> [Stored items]
■ ■ ■ ■

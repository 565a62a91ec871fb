//! Resilience primitives
//!
//! Admission control and backoff machinery that shields deployments from
//! overload: token bucket, FIFO semaphore, adaptive concurrency limiter,
//! distributed caller budgets, circuit breaker, and the retry schedule.

pub mod adaptive;
pub mod batch;
pub mod circuit_breaker;
pub mod retry;
pub mod semaphore;
pub mod token_bucket;

pub use adaptive::{GradientConfig, GradientLimiter};
pub use batch::{
    DistributedRateLimiter, InMemoryRateLimitStore, LimitKind, RateLimitDecision,
    RateLimitDescriptor, RateLimitStore,
};
pub use circuit_breaker::{
    CircuitBreaker, CircuitBreakerConfig, CircuitBreakerMetrics, CircuitState,
};
pub use retry::RetrySchedule;
pub use semaphore::{AcquireError, FifoSemaphore};
pub use token_bucket::TokenBucket;
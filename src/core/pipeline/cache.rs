//! Response cache plugin
//!
//! Short-circuits repeated identical chat requests with a cached
//! response. Honors per-request [`CacheControl`] directives and
//! publishes `cache.hit` / `cache.key` into the plugin context for the
//! telemetry payload.

use super::context::PluginContext;
use super::{Plugin, PreHookResult, RequestOutcome, ShortCircuit};
use crate::config::pipeline::CacheSettings;
use crate::core::providers::{UnifiedRequest, UnifiedResponse};
use crate::core::types::{CacheControl, ChatRequest, ChatResponse};
use crate::utils::error::Result;
use async_trait::async_trait;
use chrono::{DateTime, Utc};
use moka::future::Cache;
use std::hash::{DefaultHasher, Hash, Hasher};
use std::time::Duration;
use tracing::debug;

/// Context key flagging a cache hit
pub const CTX_CACHE_HIT: &str = "cache.hit";
/// Context key carrying the computed cache key
pub const CTX_CACHE_KEY: &str = "cache.key";
/// Context key carrying the parsed per-request directives
pub const CTX_CACHE_CONTROL: &str = "cache.control";

/// Pipeline slot: early enough to spare the provider, late enough for
/// auth-style plugins to run first
pub const CACHE_PLUGIN_PRIORITY: i32 = 20;

#[derive(Debug, Clone)]
struct CachedEntry {
    response: ChatResponse,
    stored_at: DateTime<Utc>,
    ttl: Duration,
}

/// Caching plugin backed by an in-process async cache
pub struct CachePlugin {
    cache: Cache<String, CachedEntry>,
    settings: CacheSettings,
}

impl CachePlugin {
    /// Create a plugin from cache settings
    pub fn new(settings: CacheSettings) -> Self {
        let cache = Cache::builder()
            .max_capacity(settings.max_entries)
            // Entries with a shorter per-request TTL expire logically on
            // read; this bounds physical retention.
            .time_to_live(settings.cache_ttl().max(Duration::from_secs(1)))
            .build();
        Self { cache, settings }
    }

    /// Deterministic key over the response-relevant request fields
    fn cache_key(request: &ChatRequest, namespace: Option<&str>) -> String {
        let canonical = serde_json::json!({
            "messages": request.messages,
            "temperature": request.temperature,
            "max_tokens": request.max_tokens,
            "top_p": request.top_p,
            "stop": request.stop,
            "tools": request.tools,
            "n": request.n,
        });
        let mut hasher = DefaultHasher::new();
        canonical.to_string().hash(&mut hasher);
        format!(
            "{}:{}:{:016x}",
            namespace.unwrap_or("default"),
            request.model,
            hasher.finish()
        )
    }

    fn entry_ttl(&self, control: &CacheControl) -> Duration {
        control.ttl().unwrap_or_else(|| self.settings.cache_ttl())
    }

    async fn lookup(&self, key: &str, control: &CacheControl) -> Option<ChatResponse> {
        let entry = self.cache.get(key).await?;
        let age = (Utc::now() - entry.stored_at)
            .to_std()
            .unwrap_or(Duration::ZERO);
        if age > entry.ttl {
            return None;
        }
        if let Some(max_age) = control.max_age() {
            if age > max_age {
                debug!(key, ?age, "cached entry too old for s-maxage");
                return None;
            }
        }
        Some(entry.response)
    }
}

#[async_trait]
impl Plugin for CachePlugin {
    fn name(&self) -> &str {
        "cache"
    }

    fn priority(&self) -> i32 {
        CACHE_PLUGIN_PRIORITY
    }

    async fn pre_hook(&self, ctx: &PluginContext, request: UnifiedRequest) -> Result<PreHookResult> {
        let UnifiedRequest::Chat(chat) = &request else {
            return Ok(PreHookResult::pass(request));
        };
        // Streamed responses are not buffered, so not cacheable
        if chat.stream {
            return Ok(PreHookResult::pass(request));
        }

        let control = CacheControl::from_extra_params(&chat.extra_params);
        let key = Self::cache_key(chat, control.namespace.as_deref());
        ctx.set(CTX_CACHE_KEY, serde_json::json!(key.clone()));
        ctx.set(CTX_CACHE_HIT, serde_json::json!(false));
        if let Ok(encoded) = serde_json::to_value(&control) {
            ctx.set(CTX_CACHE_CONTROL, encoded);
        }

        if control.no_cache {
            return Ok(PreHookResult::pass(request));
        }

        if let Some(cached) = self.lookup(&key, &control).await {
            debug!(key, "cache hit");
            ctx.set(CTX_CACHE_HIT, serde_json::json!(true));
            return Ok(PreHookResult {
                request,
                short_circuit: Some(ShortCircuit::with_response(UnifiedResponse::Chat(cached))),
            });
        }
        Ok(PreHookResult::pass(request))
    }

    async fn post_hook(
        &self,
        ctx: &PluginContext,
        outcome: RequestOutcome,
    ) -> Result<RequestOutcome> {
        // Only store fresh successful chat responses
        let hit = ctx.get(CTX_CACHE_HIT).and_then(|v| v.as_bool()) == Some(true);
        if hit || outcome.error.is_some() {
            return Ok(outcome);
        }
        let Some(UnifiedResponse::Chat(response)) = &outcome.response else {
            return Ok(outcome);
        };
        let Some(key) = ctx.get(CTX_CACHE_KEY).and_then(|v| v.as_str().map(String::from)) else {
            return Ok(outcome);
        };

        let control = ctx
            .get(CTX_CACHE_CONTROL)
            .and_then(|v| serde_json::from_value::<CacheControl>(v).ok())
            .unwrap_or_default();
        if control.no_store {
            return Ok(outcome);
        }

        self.cache
            .insert(
                key,
                CachedEntry {
                    response: response.clone(),
                    stored_at: Utc::now(),
                    ttl: self.entry_ttl(&control),
                },
            )
            .await;
        Ok(outcome)
    }

    async fn cleanup(&self) {
        self.cache.invalidate_all();
    }
}
//! Plugin pipeline and cache configuration

use serde::{Deserialize, Serialize};
use std::time::Duration;

/// Plugin pipeline configuration
#[derive(Debug, Clone, Serialize, Deserialize)]
pub struct PipelineSettings {
    /// Per-PreHook timeout in milliseconds
    #[serde(default = "default_hook_timeout_ms")]
    pub pre_hook_timeout_ms: u64,
    /// Per-PostHook timeout in milliseconds
    #[serde(default = "default_hook_timeout_ms")]
    pub post_hook_timeout_ms: u64,
    /// Registration limit
    #[serde(default = "default_max_plugins")]
    pub max_plugins: usize,
    /// Whether plugin-internal errors are surfaced (informational only)
    #[serde(default)]
    pub propagate_errors: bool,
}

impl Default for PipelineSettings {
    fn default() -> Self {
        Self {
            pre_hook_timeout_ms: default_hook_timeout_ms(),
            post_hook_timeout_ms: default_hook_timeout_ms(),
            max_plugins: default_max_plugins(),
            propagate_errors: false,
        }
    }
}

impl PipelineSettings {
    /// PreHook timeout as a [`Duration`]
    pub fn pre_hook_timeout(&self) -> Duration {
        Duration::from_millis(self.pre_hook_timeout_ms)
    }

    /// PostHook timeout as a [`Duration`]
    pub fn post_hook_timeout(&self) -> Duration {
        Duration::from_millis(self.post_hook_timeout_ms)
    }
}

/// Response cache configuration for the cache plugin
#[derive(Debug, Clone, Serialize, Deserialize)]
pub struct CacheSettings {
    /// Default entry lifetime in seconds
    #[serde(default = "default_cache_ttl_secs")]
    pub cache_ttl_secs: u64,
    /// Maximum cached responses
    #[serde(default = "default_cache_max_entries")]
    pub max_entries: u64,
}

impl Default for CacheSettings {
    fn default() -> Self {
        Self {
            cache_ttl_secs: default_cache_ttl_secs(),
            max_entries: default_cache_max_entries(),
        }
    }
}

impl CacheSettings {
    /// Default TTL as a [`Duration`]
    pub fn cache_ttl(&self) -> Duration {
        Duration::from_secs(self.cache_ttl_secs)
    }
}

fn default_hook_timeout_ms() -> u64 {
    10_000
}

fn default_max_plugins() -> usize {
    100
}

fn default_cache_ttl_secs() -> u64 {
    300
}

fn default_cache_max_entries() -> u64 {
    10_000
}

■ ■ ■ ■

> [Exercise objective] In the data above, find the line with "use async_trait::async_trait;" and the line with "let mut hasher". Retype both, plus every line between them, exactly.

> [Result of this task]
use async_trait::async_trait;
use chrono::{DateTime, Utc};
use moka::future::Cache;
use std::hash::{DefaultHasher, Hash, Hasher};
use std::time::Duration;
use tracing::debug;

/// Context key flagging a cache hit
pub const CTX_CACHE_HIT: &str = "cache.hit";
/// Context key carrying the computed cache key
pub const CTX_CACHE_KEY: &str = "cache.key";
/// Context key carrying the parsed per-request directives
pub const CTX_CACHE_CONTROL: &str = "cache.control";

/// Pipeline slot: early enough to spare the provider, late enough for
/// auth-style plugins to run first
pub const CACHE_PLUGIN_PRIORITY: i32 = 20;

#[derive(Debug, Clone)]
struct CachedEntry {
    response: ChatResponse,
    stored_at: DateTime<Utc>,
    ttl: Duration,
}

/// Caching plugin backed by an in-process async cache
pub struct CachePlugin {
    cache: Cache<String, CachedEntry>,
    settings: CacheSettings,
}

impl CachePlugin {
    /// Create a plugin from cache settings
    pub fn new(settings: CacheSettings) -> Self {
        let cache = Cache::builder()
            .max_capacity(settings.max_entries)
            // Entries with a shorter per-request TTL expire logically on
            // read; this bounds physical retention.
            .time_to_live(settings.cache_ttl().max(Duration::from_secs(1)))
            .build();
        Self { cache, settings }
    }

    /// Deterministic key over the response-relevant request fields
    fn cache_key(request: &ChatRequest, namespace: Option<&str>) -> String {
        let canonical = serde_json::json!({
            "messages": request.messages,
            "temperature": request.temperature,
            "max_tokens": request.max_tokens,
            "top_p": request.top_p,
            "stop": request.stop,
            "tools": request.tools,
            "n": request.n,
        });
        let mut hasher = DefaultHasher::new();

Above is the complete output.